==== Given data ====

//! Ingestion Queue
//!
//! Multi-producer, multi-consumer FIFO built on tokio's mpsc channels. The
//! receiving half sits behind one async mutex so that every worker pulls
//! from the same head, which keeps dequeue order globally FIFO.

use std::num::NonZeroUsize;
use std::sync::atomic::{AtomicUsize, Ordering};
use std::sync::Arc;

use tokio::sync::{mpsc, Mutex};

use crate::error::PoolError;

/// What a worker can pull off the queue.
#[derive(Debug)]
pub(crate) enum Message<T> {
    Item(T),
    /// One per worker, queued behind pending items at shutdown
    Stop,
}

enum Sender<T> {
    Unbounded(mpsc::UnboundedSender<Message<T>>),
    Bounded(mpsc::Sender<Message<T>>),
}

enum Receiver<T> {
    Unbounded(mpsc::UnboundedReceiver<Message<T>>),
    Bounded(mpsc::Receiver<Message<T>>),
}

// == Work Queue ==
pub(crate) struct WorkQueue<T> {
    sender: Sender<T>,
    receiver: Arc<Mutex<Receiver<T>>>,
    /// Items enqueued but not yet taken by a worker
    pending: Arc<AtomicUsize>,
    capacity: Option<NonZeroUsize>,
}

impl<T> WorkQueue<T> {
    /// Creates a queue; `None` capacity means unbounded.
    pub(crate) fn new(capacity: Option<NonZeroUsize>) -> Self {
        let (sender, receiver) = match capacity {
            Some(capacity) => {
                let (tx, rx) = mpsc::channel(capacity.get());
                (Sender::Bounded(tx), Receiver::Bounded(rx))
            }
            None => {
                let (tx, rx) = mpsc::unbounded_channel();
                (Sender::Unbounded(tx), Receiver::Unbounded(rx))
            }
        };

        Self {
            sender,
            receiver: Arc::new(Mutex::new(receiver)),
            pending: Arc::new(AtomicUsize::new(0)),
            capacity,
        }
    }

    // == Push ==
    /// Appends an item without waiting.
    ///
    /// A full bounded queue rejects the item rather than blocking.
    pub(crate) fn push(&self, item: T) -> Result<(), PoolError> {
        self.pending.fetch_add(1, Ordering::SeqCst);

        let result = match &self.sender {
            Sender::Unbounded(tx) => tx.send(Message::Item(item)).map_err(|_| PoolError::Closed),
            Sender::Bounded(tx) => tx.try_send(Message::Item(item)).map_err(|e| match e {
                mpsc::error::TrySendError::Full(_) => {
                    PoolError::QueueFull(self.capacity.map_or(0, NonZeroUsize::get))
                }
                mpsc::error::TrySendError::Closed(_) => PoolError::Closed,
            }),
        };

        if result.is_err() {
            self.pending.fetch_sub(1, Ordering::SeqCst);
        }
        result
    }

    /// Queues a stop marker, waiting for room on a bounded queue.
    pub(crate) async fn push_stop(&self) -> Result<(), PoolError> {
        match &self.sender {
            Sender::Unbounded(tx) => tx.send(Message::Stop).map_err(|_| PoolError::Closed),
            Sender::Bounded(tx) => tx.send(Message::Stop).await.map_err(|_| PoolError::Closed),
        }
    }

    /// Handle used by workers to pull messages.
    pub(crate) fn consumer(&self) -> Consumer<T> {
        Consumer {
            receiver: Arc::clone(&self.receiver),
            pending: Arc::clone(&self.pending),
        }
    }

    pub(crate) fn len(&self) -> usize {
        self.pending.load(Ordering::SeqCst)
    }

    pub(crate) fn capacity(&self) -> Option<NonZeroUsize> {
        self.capacity
    }
}

// == Consumer ==
/// Receiving side shared by all workers.
pub(crate) struct Consumer<T> {
    receiver: Arc<Mutex<Receiver<T>>>,
    pending: Arc<AtomicUsize>,
}

impl<T> Consumer<T> {
    /// Waits for the next message. `None` once every sender is gone.
    pub(crate) async fn recv(&self) -> Option<Message<T>> {
        let mut receiver = self.receiver.lock().await;
        let message = match &mut *receiver {
            Receiver::Unbounded(rx) => rx.recv().await,
            Receiver::Bounded(rx) => rx.recv().await,
        };

        if let Some(Message::Item(_)) = message {
            self.pending.fetch_sub(1, Ordering::SeqCst);
        }
        message
    }
}
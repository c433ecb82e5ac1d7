//! Cache Module
//!
//! Capacity-bounded LRU caches with lazy TTL expiration, a per-identity
//! registry of such caches, and the profile photo cache.

mod clock;
mod entry;
mod lru;
mod photo;
mod registry;
mod stats;
mod store;
mod timed;


// Re-export public types
pub use clock::{system_clock, Clock, ManualClock, SharedClock, SystemClock};
pub use entry::CacheEntry;
pub use lru::LruTracker;
pub use photo::{ProfilePhotoCache, UserId};
pub use registry::{CacheRegistry, IdentityCache};
pub use stats::CacheStats;
pub use store::CacheStore;
pub use timed::BoundedTimedCache;
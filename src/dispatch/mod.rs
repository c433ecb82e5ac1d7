//! Update Dispatch
//!
//! Application handler run by the worker pool for each webhook update.

mod photos;
mod whisper;

use std::future::Future;
use std::sync::Arc;

use tracing::{debug, info};

use crate::cache::{CacheRegistry, ProfilePhotoCache, UserId};
use crate::error::HandlerError;
use crate::models::{Update, UpdateKind};
use crate::pool::Handler;

pub use photos::{NoPhotos, PhotoSource};
pub use whisper::{Receiver, WhisperDraft};

/// Cached result of parsing one inline query; `None` when the query is not
/// a valid whisper.
pub type InlineResult = Option<WhisperDraft>;

/// What the dispatcher did with an update.
#[derive(Debug, Clone, PartialEq, Eq)]
pub enum Outcome {
    /// Inline query answered from the sender's cache
    CacheHit(InlineResult),
    /// Inline query parsed and cached
    Computed(InlineResult),
    /// Empty inline query, nothing to prepare
    EmptyQuery,
    /// Message or callback acknowledged
    Acknowledged(UpdateKind),
}

impl Outcome {
    fn draft(&self) -> Option<&WhisperDraft> {
        match self {
            Outcome::CacheHit(result) | Outcome::Computed(result) => result.as_ref(),
            Outcome::EmptyQuery | Outcome::Acknowledged(_) => None,
        }
    }
}

// == Update Dispatcher ==
/// Routes updates by kind, deduplicating inline queries per sender and
/// resolving the profile photo of receivers addressed by id.
#[derive(Debug, Clone)]
pub struct UpdateDispatcher {
    inline_cache: CacheRegistry<InlineResult>,
    photos: ProfilePhotoCache,
    photo_source: Arc<dyn PhotoSource>,
}

impl UpdateDispatcher {
    pub fn new(
        inline_cache: CacheRegistry<InlineResult>,
        photos: ProfilePhotoCache,
        photo_source: Arc<dyn PhotoSource>,
    ) -> Self {
        Self {
            inline_cache,
            photos,
            photo_source,
        }
    }

    pub fn inline_cache(&self) -> &CacheRegistry<InlineResult> {
        &self.inline_cache
    }

    pub fn photos(&self) -> &ProfilePhotoCache {
        &self.photos
    }

    // == Dispatch ==
    /// Processes one update.
    ///
    /// Updates without a recognised payload are reported as failures.
    pub async fn dispatch(&self, update: Update) -> Result<Outcome, HandlerError> {
        match update.kind() {
            UpdateKind::InlineQuery => {
                let outcome = self.on_inline_query(&update);
                if let Some(Receiver::UserId(user_id)) = outcome.draft().map(|d| &d.receiver) {
                    self.receiver_photo(*user_id).await;
                }
                Ok(outcome)
            }
            kind @ (UpdateKind::Message | UpdateKind::CallbackQuery) => {
                info!(
                    update_id = update.update_id,
                    sender = ?update.sender_id(),
                    ?kind,
                    "Update acknowledged"
                );
                Ok(Outcome::Acknowledged(kind))
            }
            UpdateKind::Unknown => Err(HandlerError::Unsupported(update.update_id)),
        }
    }

    fn on_inline_query(&self, update: &Update) -> Outcome {
        let Some(query) = &update.inline_query else {
            return Outcome::EmptyQuery;
        };

        let text = query.query.trim();
        if text.is_empty() {
            return Outcome::EmptyQuery;
        }

        let identity = query.from.id.to_string();
        if let Some(cached) = self.inline_cache.get_cached_value(&identity, text) {
            debug!(sender = query.from.id, "Inline query served from cache");
            return Outcome::CacheHit(cached);
        }

        let result = WhisperDraft::parse(text);
        self.inline_cache.set_cached_value(&identity, text, result.clone());
        info!(
            update_id = update.update_id,
            sender = query.from.id,
            valid = result.is_some(),
            "Inline query prepared"
        );
        Outcome::Computed(result)
    }

    /// Warms the photo cache for a receiver addressed by id.
    async fn receiver_photo(&self, user_id: UserId) {
        let photo = self
            .photos
            .get_or_fetch(user_id, |id| self.photo_source.profile_photo(id))
            .await;
        debug!(user_id, found = photo.is_some(), "Receiver photo resolved");
    }
}

impl Handler<Update> for UpdateDispatcher {
    fn handle(&self, update: Update) -> impl Future<Output = Result<(), HandlerError>> + Send {
        async move { self.dispatch(update).await.map(|_| ()) }
    }
}
//! Profile photo cache.
//!
//! Photo file ids rarely change, so entries never expire and only LRU
//! pressure removes them. A user without a photo is cached as `None` so the
//! lookup is not repeated.

use std::fmt::Display;
use std::future::Future;

use tracing::{debug, warn};

use super::BoundedTimedCache;
use crate::error::CacheError;

/// Telegram user id.
pub type UserId = i64;

// == Profile Photo Cache ==
#[derive(Debug, Clone)]
pub struct ProfilePhotoCache {
    cache: BoundedTimedCache<UserId, Option<String>>,
}

impl ProfilePhotoCache {
    pub fn new(capacity: usize) -> Result<Self, CacheError> {
        Ok(Self {
            cache: BoundedTimedCache::unbounded_ttl(capacity)?,
        })
    }

    /// Cached photo lookup result for `user_id`.
    ///
    /// `Some(None)` means the user is known to have no photo.
    pub fn get(&self, user_id: UserId) -> Option<Option<String>> {
        self.cache.get(&user_id)
    }

    pub fn set(&self, user_id: UserId, file_id: Option<String>) {
        self.cache.set(user_id, file_id);
    }

    // == Get Or Fetch ==
    /// Returns the cached photo of `user_id`, calling `fetch` on a miss.
    ///
    /// Whatever the lookup yields is cached, including "no photo". A failed
    /// lookup is logged and cached as `None` as well.
    pub async fn get_or_fetch<F, Fut, E>(&self, user_id: UserId, fetch: F) -> Option<String>
    where
        F: FnOnce(UserId) -> Fut,
        Fut: Future<Output = Result<Option<String>, E>>,
        E: Display,
    {
        if let Some(cached) = self.cache.get(&user_id) {
            return cached;
        }

        let photo = match fetch(user_id).await {
            Ok(photo) => photo,
            Err(e) => {
                warn!(user_id, error = %e, "Profile photo lookup failed");
                None
            }
        };

        debug!(user_id, found = photo.is_some(), "Caching profile photo");
        self.cache.set(user_id, photo.clone());
        photo
    }

    pub fn len(&self) -> usize {
        self.cache.len()
    }

    pub fn is_empty(&self) -> bool {
        self.cache.is_empty()
    }
}

#[cfg(test)]
mod tests {
    use super::*;
    use std::sync::atomic::{AtomicUsize, Ordering};

    #[tokio::test]
    async fn test_fetch_called_once_per_user() {
        let cache = ProfilePhotoCache::new(100).unwrap();
        let calls = AtomicUsize::new(0);

        for _ in 0..3 {
            let photo = cache
                .get_or_fetch(42, |id| {
                    calls.fetch_add(1, Ordering::SeqCst);
                    async move { Ok::<_, String>(Some(format!("file-{id}"))) }
                })
                .await;
            assert_eq!(photo.as_deref(), Some("file-42"));
        }

        assert_eq!(calls.load(Ordering::SeqCst), 1);
    }

    #[tokio::test]
    async fn test_missing_photo_is_cached() {
        let cache = ProfilePhotoCache::new(100).unwrap();

        let photo = cache
            .get_or_fetch(7, |_| async { Ok::<_, String>(None) })
            .await;

        assert_eq!(photo, None);
        assert_eq!(cache.get(7), Some(None));
    }

    #[tokio::test]
    async fn test_failed_lookup_is_cached_as_none() {
        let cache = ProfilePhotoCache::new(100).unwrap();

        let photo = cache
            .get_or_fetch(9, |_| async { Err::<Option<String>, _>("timeout") })
            .await;

        assert_eq!(photo, None);
        assert_eq!(cache.get(9), Some(None));
    }

    #[test]
    fn test_lru_bound_applies() {
        let cache = ProfilePhotoCache::new(2).unwrap();

        cache.set(1, Some("a".to_string()));
        cache.set(2, Some("b".to_string()));
        cache.set(3, None);

        assert_eq!(cache.len(), 2);
        assert_eq!(cache.get(1), None);
    }
}
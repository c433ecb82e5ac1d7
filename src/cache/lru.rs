//! LRU Tracker Module
//!
//! Implements Least Recently Used tracking for cache eviction.

use std::collections::{BTreeMap, HashMap};
use std::hash::Hash;

// == LRU Tracker ==
/// Tracks access order for LRU eviction.
///
/// Every touch stamps the key with a strictly increasing tick, so the
/// smallest tick is always the least recently used key. Touch, remove and
/// eviction are all `O(log n)`.
#[derive(Debug)]
pub struct LruTracker<K> {
    /// Keys ordered by last access, oldest first
    order: BTreeMap<u64, K>,
    /// Last access tick of every tracked key
    ticks: HashMap<K, u64>,
    /// Tick handed out by the next touch
    next_tick: u64,
}

impl<K> Default for LruTracker<K> {
    fn default() -> Self {
        Self {
            order: BTreeMap::new(),
            ticks: HashMap::new(),
            next_tick: 0,
        }
    }
}

impl<K: Hash + Eq + Clone> LruTracker<K> {
    // == Constructor ==
    pub fn new() -> Self {
        Self::default()
    }

    // == Touch ==
    /// Marks a key as most recently used, tracking it if new.
    pub fn touch(&mut self, key: &K) {
        let tick = self.next_tick;
        self.next_tick += 1;

        if let Some(previous) = self.ticks.insert(key.clone(), tick) {
            self.order.remove(&previous);
        }
        self.order.insert(tick, key.clone());
    }

    // == Remove ==
    /// Stops tracking a key. Returns false if it was not tracked.
    pub fn remove(&mut self, key: &K) -> bool {
        match self.ticks.remove(key) {
            Some(tick) => {
                self.order.remove(&tick);
                true
            }
            None => false,
        }
    }

    // == Evict Oldest ==
    /// Removes and returns the least recently used key.
    pub fn evict_oldest(&mut self) -> Option<K> {
        let (_, key) = self.order.pop_first()?;
        self.ticks.remove(&key);
        Some(key)
    }

    /// Iterates keys from least to most recently used.
    pub fn iter(&self) -> impl Iterator<Item = &K> {
        self.order.values()
    }

    pub fn len(&self) -> usize {
        self.ticks.len()
    }

    pub fn is_empty(&self) -> bool {
        self.ticks.is_empty()
    }
}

====

• **Task to carry out**: Please print, exactly and with nothing else, the lines from the first line of the entries through the line containing "let (tx, rx) = mpsc::unbounded_channel();".

• **Output for this exercise**:
//! Ingestion Queue
//!
//! Multi-producer, multi-consumer FIFO built on tokio's mpsc channels. The
//! receiving half sits behind one async mutex so that every worker pulls
//! from the same head, which keeps dequeue order globally FIFO.

use std::num::NonZeroUsize;
use std::sync::atomic::{AtomicUsize, Ordering};
use std::sync::Arc;

use tokio::sync::{mpsc, Mutex};

use crate::error::PoolError;

/// What a worker can pull off the queue.
#[derive(Debug)]
pub(crate) enum Message<T> {
    Item(T),
    /// One per worker, queued behind pending items at shutdown
    Stop,
}

enum Sender<T> {
    Unbounded(mpsc::UnboundedSender<Message<T>>),
    Bounded(mpsc::Sender<Message<T>>),
}

enum Receiver<T> {
    Unbounded(mpsc::UnboundedReceiver<Message<T>>),
    Bounded(mpsc::Receiver<Message<T>>),
}

// == Work Queue ==
pub(crate) struct WorkQueue<T> {
    sender: Sender<T>,
    receiver: Arc<Mutex<Receiver<T>>>,
    /// Items enqueued but not yet taken by a worker
    pending: Arc<AtomicUsize>,
    capacity: Option<NonZeroUsize>,
}

impl<T> WorkQueue<T> {
    /// Creates a queue; `None` capacity means unbounded.
    pub(crate) fn new(capacity: Option<NonZeroUsize>) -> Self {
        let (sender, receiver) = match capacity {
            Some(capacity) => {
                let (tx, rx) = mpsc::channel(capacity.get());
                (Sender::Bounded(tx), Receiver::Bounded(rx))
            }
            None => {
                let (tx, rx) = mpsc::unbounded_channel();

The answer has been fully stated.